September expiration date
September expiration date
Posted Jul 17, 2025 17:30 UTC (Thu) by linuxtardis (guest, #178362)Parent article: Linux and Secure Boot certificate expiration
* The LVFS wiki page at https://fwupd.github.io/libfwupdplugin/uefi-db.html claims that the expiration date of some certificate is 11th September 2025.
* The shim currently shipped in Ubuntu 22.04 is signed by an intermediate "Microsoft Windows UEFI Driver Publisher" certificate that already expired (!) on 16th October 2024. This intermediate is signed using the root "Microsoft Corporation UEFI CA 2011" certificate that expires on 27th June 2026. This root certificate is typically trusted by the firmware.
* Shims in some other distributions (Fedora, AlmaLinux) also seem to be signed by the expired intermediate certificate. OTOH, the CentOS Stream 10 shim is signed by an updated intermediate that expires on 15th May 2026.
* My ThinkPad L13 Gen2 can boot into Ubuntu even though their intermediate is expired.
* In https://github.com/rhboot/shim-review/issues/454#issuecom... I've found the information that Microsoft will *start* signing binaries with their new CA certificate in cca. October 2025.

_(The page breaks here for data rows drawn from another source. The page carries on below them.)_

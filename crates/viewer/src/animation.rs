use foundation::math::Vec3;

#[derive(Debug, Copy, Clone, PartialEq, Eq, PartialOrd, Ord)]
pub enum Axis {
    X,
    Y,
    Z,
}

impl Axis {
    pub const ALL: [Axis; 3] = [Axis::X, Axis::Y, Axis::Z];

    pub fn get(self, v: Vec3) -> f64 {
        match self {
            Axis::X => v.x,
            Axis::Y => v.y,
            Axis::Z => v.z,
        }
    }

    pub fn set(self, v: &mut Vec3, value: f64) {
        match self {
            Axis::X => v.x = value,
            Axis::Y => v.y = value,
            Axis::Z => v.z = value,
        }
    }
}

/// Animated engine properties; one tween at a time per key.
///
/// Camera position and target animate per axis so a new move on any axis
/// supersedes exactly that axis of the previous one.
#[derive(Debug, Copy, Clone, PartialEq, Eq, PartialOrd, Ord)]
pub enum Prop {
    CameraPosition(Axis),
    CameraTarget(Axis),
    CameraZoom,
    SceneRotationY,
    GlobeDetail,
    /// Deep-zoom ring expansion of one instance slot, 0..1.
    RingProgress(usize),
}

/// Where a deep-zoom member ends up: `origin + offset * progress`.
#[derive(Debug, Copy, Clone, PartialEq)]
pub struct RingPlacement {
    pub origin: Vec3,
    pub offset: Vec3,
}

impl RingPlacement {
    pub fn at(&self, progress: f64) -> Vec3 {
        self.origin + self.offset * progress
    }
}

#[cfg(test)]
mod tests {
    use super::{Axis, Prop, RingPlacement};
    use foundation::math::Vec3;

    #[test]
    fn axis_accessors_round_trip() {
        let mut v = Vec3::new(1.0, 2.0, 3.0);
        Axis::Y.set(&mut v, -4.0);
        assert_eq!(Axis::ALL.map(|a| a.get(v)), [1.0, -4.0, 3.0]);
    }

    #[test]
    fn ring_slots_sort_after_scene_props() {
        assert!(Prop::GlobeDetail < Prop::RingProgress(0));
        assert!(Prop::RingProgress(1) < Prop::RingProgress(2));
    }

    #[test]
    fn placement_interpolates_from_origin() {
        let p = RingPlacement {
            origin: Vec3::new(1.0, 0.0, 0.0),
            offset: Vec3::new(0.0, 0.2, 0.0),
        };
        assert_eq!(p.at(0.0), p.origin);
        assert_eq!(p.at(0.5), Vec3::new(1.0, 0.1, 0.0));
    }
}
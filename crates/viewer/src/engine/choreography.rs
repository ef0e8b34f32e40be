use std::f64::consts::TAU;

use foundation::math::{Vec3, to_surface_point};
use gpu::RenderBackend;
use layers::Cluster;
use runtime::tween::Tween;
use tracing::debug;

use super::GlobeEngine;
use crate::animation::{Prop, RingPlacement};
use crate::config::CameraMove;

impl<B: RenderBackend> GlobeEngine<B> {
    /// Camera move above `(lat, lng)`. Destinations are globe-space points;
    /// the current scene rotation is not compensated.
    pub(super) fn focus_on(&mut self, lat: f64, lng: f64, mv: CameraMove) {
        if !lat.is_finite() || !lng.is_finite() {
            return;
        }
        let to = to_surface_point(lat, lng, mv.radius);
        self.move_camera(to, mv.duration_s, mv.ease);
    }

    pub fn focus_cluster(&mut self, cluster: Option<&Cluster>) {
        let Some(cluster) = cluster else {
            return;
        };
        debug!(cluster = %cluster.id, size = cluster.size, "focus cluster");
        self.focus_on(cluster.lat, cluster.lng, self.config.choreography.cluster);
    }

    /// Flies into a cluster, turns the scene a quarter and fans its members
    /// out into a ring around the cluster center.
    pub fn deep_zoom(&mut self, cluster: Option<&Cluster>) {
        let Some(cluster) = cluster else {
            return;
        };
        let dz = self.config.choreography.deep_zoom.clone();
        let origin = to_surface_point(cluster.lat, cluster.lng, dz.origin_radius);
        self.move_camera(origin * dz.camera_factor, dz.camera_duration_s, dz.camera_ease);

        let spin_to = self.rotation.y + dz.spin_rad;
        self.animate(Prop::SceneRotationY, spin_to, dz.spin_duration_s, dz.spin_ease);

        let n = cluster.nodes.len();
        let mut placed = 0usize;
        for (i, node) in cluster.nodes.iter().enumerate() {
            let Some(slot) = self.incidents.index_of(&node.id) else {
                continue;
            };
            let phi = TAU * i as f64 / n as f64;
            let r = dz.ring_radius + dz.ring_step * i as f64;
            self.ring.insert(
                slot,
                RingPlacement {
                    origin,
                    offset: Vec3::new(phi.cos() * r, phi.sin() * r, 0.0),
                },
            );
            self.tweens.start(
                Prop::RingProgress(slot),
                Tween::new(0.0, 1.0, dz.member_duration_s, dz.member_ease)
                    .with_delay(dz.stagger_s * i as f64),
            );
            placed += 1;
        }
        debug!(cluster = %cluster.id, members = n, placed, "deep zoom");
    }

    pub fn minimap_jump(&mut self, lat: f64, lng: f64) {
        self.focus_on(lat, lng, self.config.choreography.minimap);
    }
}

I have a (speculative and unproven) theory on how to fit this together: starting with September or October 2025 Linux distros may not be able to obtain shims signed by the old 2011 MS certificate. This may prevent new installation media from booting on systems without the new "Microsoft UEFI CA 2023" certificate in their UEFI "db". Old media may remain working until June 27, 2026, when the old "Microsoft Corporation UEFI CA 2011" expires. This assumes that UEFI implementations check the certificate expiration date, which seems not to always be the case.
Could anyone please confirm or refute this?